My cousin made some fantastic creamy buttercup squash for thanksgiving. I saw some at the market and tried to recreate it. If my mother was not on vacation I would have asked her for tactical advice before beginning the buttercup challenge. The next best thing would have been to ask my aunt. As I have made a tremendous number - at least for the grad school budget - of long distance phone calls so far this month (checking in with my grandfather) I decided to wing it without asking my Aunt for advice. I think the phone call might have been worth it.
The Tools. (For your personal enjoyment please note my bare foot at the bottom left, still stripey from my summer shoes.)
Round 1: Winner Paul (I couldn't get the thing cut in half, despite the Joy's advice to "cut slowly and deliberately".)

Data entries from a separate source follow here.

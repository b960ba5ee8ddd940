//! Expose prebuilt archives and installed trees as distributions.
//!
//! The adapters parse embedded metadata in place, without an install step:
//! standard archives keep it in a `<name>-<version>.dist-info` directory
//! derived from the filename, legacy archives at a fixed `EGG-INFO` root
//! (possibly with further legacy archives bundled one level deep), and
//! unpacked trees in an `EGG-INFO`/`*.egg-info` directory on disk.

use std::ffi::OsStr;
use std::fs::{self, File};
use std::io::{Cursor, Read, Seek};
use std::path::Path;
use std::str::FromStr;
use std::sync::OnceLock;

use pep440_rs::Version;
use tracing::debug;
use zip::ZipArchive;

use pydist_domain::Distribution;

type Finder = fn(&Path) -> Vec<Distribution>;

static FINDERS: OnceLock<Vec<Finder>> = OnceLock::new();

/// Install the default adapter chain. Idempotent; collaborators call this
/// once at process start, before relying on archive-backed distributions.
pub fn register_finders() {
    FINDERS.get_or_init(|| vec![find_wheel_in_zip, find_eggs_in_zip, find_egg_on_path]);
}

/// Every distribution the registered adapters can see at `path`. Empty when
/// nothing matches, or when [`register_finders`] was never called.
pub fn find_distributions(path: &Path) -> Vec<Distribution> {
    let Some(finders) = FINDERS.get() else {
        debug!("no finders registered; call register_finders() at process start");
        return Vec::new();
    };
    let mut found = Vec::new();
    for finder in finders {
        found.extend(finder(path));
    }
    found
}

fn has_extension(path: &Path, extension: &str) -> bool {
    path.extension()
        .is_some_and(|ext| ext.eq_ignore_ascii_case(extension))
}

/// Normalize an embedded-archive path for comparison: unify separators, drop
/// empty and `.` trailing elements. Zips in the wild disagree on both.
fn normalized_path(path: &str) -> String {
    let mut parts: Vec<&str> = path.split(['/', '\\']).collect();
    while let Some(last) = parts.last() {
        if last.is_empty() || *last == "." {
            parts.pop();
        } else {
            break;
        }
    }
    parts.join("/")
}

fn read_zip_entry<R: Read + Seek>(archive: &mut ZipArchive<R>, wanted: &str) -> Option<String> {
    let wanted = normalized_path(wanted);
    let name = archive
        .file_names()
        .find(|name| normalized_path(name) == wanted)
        .map(str::to_string)?;
    let mut entry = archive.by_name(&name).ok()?;
    let mut contents = String::new();
    entry.read_to_string(&mut contents).ok()?;
    Some(contents)
}

/// RFC-822 style metadata headers; only `Name` and `Version` matter here, and
/// the version must be orderable.
fn parse_metadata(contents: &str) -> Option<(String, Version)> {
    let mut name = None;
    let mut version = None;
    for line in contents.lines() {
        if line.trim().is_empty() {
            break; // headers end at the first blank line
        }
        if let Some(value) = line.strip_prefix("Name:") {
            name = Some(value.trim().to_string());
        } else if let Some(value) = line.strip_prefix("Version:") {
            version = Some(value.trim().to_string());
        }
    }
    let version = Version::from_str(&version?).ok()?;
    Some((name?, version))
}

fn manifest_lines(contents: &str) -> Vec<String> {
    contents
        .lines()
        .filter(|line| !line.is_empty())
        .map(str::to_string)
        .collect()
}

/// Standard archives: metadata lives in `<name>-<version>.dist-info`, the
/// prefix being the stem minus its three tag fields.
fn find_wheel_in_zip(path: &Path) -> Vec<Distribution> {
    if !has_extension(path, "whl") {
        return Vec::new();
    }
    let Some(stem) = path.file_stem().and_then(OsStr::to_str) else {
        return Vec::new();
    };
    let fields: Vec<&str> = stem.split('-').collect();
    if fields.len() < 5 {
        return Vec::new();
    }
    let prefix = fields[..fields.len() - 3].join("-");
    let Ok(file) = File::open(path) else {
        return Vec::new();
    };
    let Ok(mut archive) = ZipArchive::new(file) else {
        return Vec::new();
    };
    let Some(contents) = read_zip_entry(&mut archive, &format!("{prefix}.dist-info/METADATA"))
    else {
        return Vec::new();
    };
    let Some((name, version)) = parse_metadata(&contents) else {
        return Vec::new();
    };
    vec![Distribution {
        location: path.to_path_buf(),
        name,
        version,
        files: Vec::new(),
    }]
}

fn egg_from_zip<R: Read + Seek>(archive: &mut ZipArchive<R>, location: &Path) -> Option<Distribution> {
    let contents = read_zip_entry(archive, "EGG-INFO/PKG-INFO")?;
    let (name, version) = parse_metadata(&contents)?;
    let files = read_zip_entry(archive, "EGG-INFO/installed-files.txt")
        .map(|contents| manifest_lines(&contents))
        .unwrap_or_default();
    Some(Distribution {
        location: location.to_path_buf(),
        name,
        version,
        files,
    })
}

/// Legacy archives: metadata at the fixed `EGG-INFO` root. A legacy archive
/// may bundle further legacy archives; exactly one level of nesting is
/// supported, which covers the one bundling layout seen in practice.
fn find_eggs_in_zip(path: &Path) -> Vec<Distribution> {
    if !has_extension(path, "egg") {
        return Vec::new();
    }
    let Ok(file) = File::open(path) else {
        return Vec::new();
    };
    let Ok(mut archive) = ZipArchive::new(file) else {
        return Vec::new();
    };
    let mut found = Vec::new();
    found.extend(egg_from_zip(&mut archive, path));

    let nested_names: Vec<String> = archive
        .file_names()
        .filter(|name| {
            let normalized = normalized_path(name);
            !normalized.contains('/') && normalized.to_ascii_lowercase().ends_with(".egg")
        })
        .map(str::to_string)
        .collect();
    for nested_name in nested_names {
        let Ok(mut entry) = archive.by_name(&nested_name) else {
            continue;
        };
        let mut bytes = Vec::new();
        if entry.read_to_end(&mut bytes).is_err() {
            continue;
        }
        drop(entry);
        let Ok(mut nested) = ZipArchive::new(Cursor::new(bytes)) else {
            continue;
        };
        found.extend(egg_from_zip(&mut nested, &path.join(&nested_name)));
    }
    found
}

/// Unpacked legacy trees and install trees: `PKG-INFO` under `EGG-INFO` or a
/// `*.egg-info` directory, with the install manifest beside it when present.
fn find_egg_on_path(path: &Path) -> Vec<Distribution> {
    if !path.is_dir() {
        return Vec::new();
    }
    let mut candidates = vec![path.join("EGG-INFO")];
    if let Ok(entries) = fs::read_dir(path) {
        for entry in entries.flatten() {
            let entry_path = entry.path();
            if entry_path.is_dir()
                && entry_path
                    .extension()
                    .is_some_and(|ext| ext.eq_ignore_ascii_case("egg-info"))
            {
                candidates.push(entry_path);
            }
        }
    }
    for metadata_dir in candidates {
        let Ok(contents) = fs::read_to_string(metadata_dir.join("PKG-INFO")) else {
            continue;
        };
        let Some((name, version)) = parse_metadata(&contents) else {
            continue;
        };
        let files = fs::read_to_string(metadata_dir.join("installed-files.txt"))
            .map(|contents| manifest_lines(&contents))
            .unwrap_or_default();
        return vec![Distribution {
            location: path.to_path_buf(),
            name,
            version,
            files,
        }];
    }
    Vec::new()
}
#![deny(clippy::all, warnings)]
#![allow(
    clippy::missing_errors_doc,
    clippy::missing_panics_doc,
    clippy::must_use_candidate
)]

pub mod distribution;
pub mod package;
pub mod requirement;
pub mod tags;

pub use distribution::Distribution;
pub use package::{
    location_basename, ArchiveKind, EggPackage, Package, PackageKind, SourcePackage, WheelPackage,
};
pub use requirement::{normalize_name, requirement_name, version_allowed};
pub use tags::{platform_family, supported_tags, Tag, Target};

Round 2: Winner Laura. The nasty bits inside must be removed before roasting. If you've carved a pumkin, there is a good chance you have more than a passing acquaintance with this activity. (Warning, if you, like me, are alergic to raw squash you want to be careful doing this.)
Round 3: Winner Squash. What in all things holy happened while the squash was in the oven (at 400, for 40 mins, in 1cm of water in a pan covered with aluminium foil)? I have no idea. I think perhaps I over cooked it.
Round 4: Winner Squash (for obvious reasons, see photo below). The squash was very hard to remove from the peel and flaky and crumbly. I was surprised, because my cousin's squash was so creamy.
I finished off the squash by mashing it with a large quanity of butter, and some salt and pepper. Not bad, but nowhere near as good as my cousin's. But defeat in the final two rounds did not break my spirit, and I reflected on the challenge with a well earned bowl of yogurt and peacans.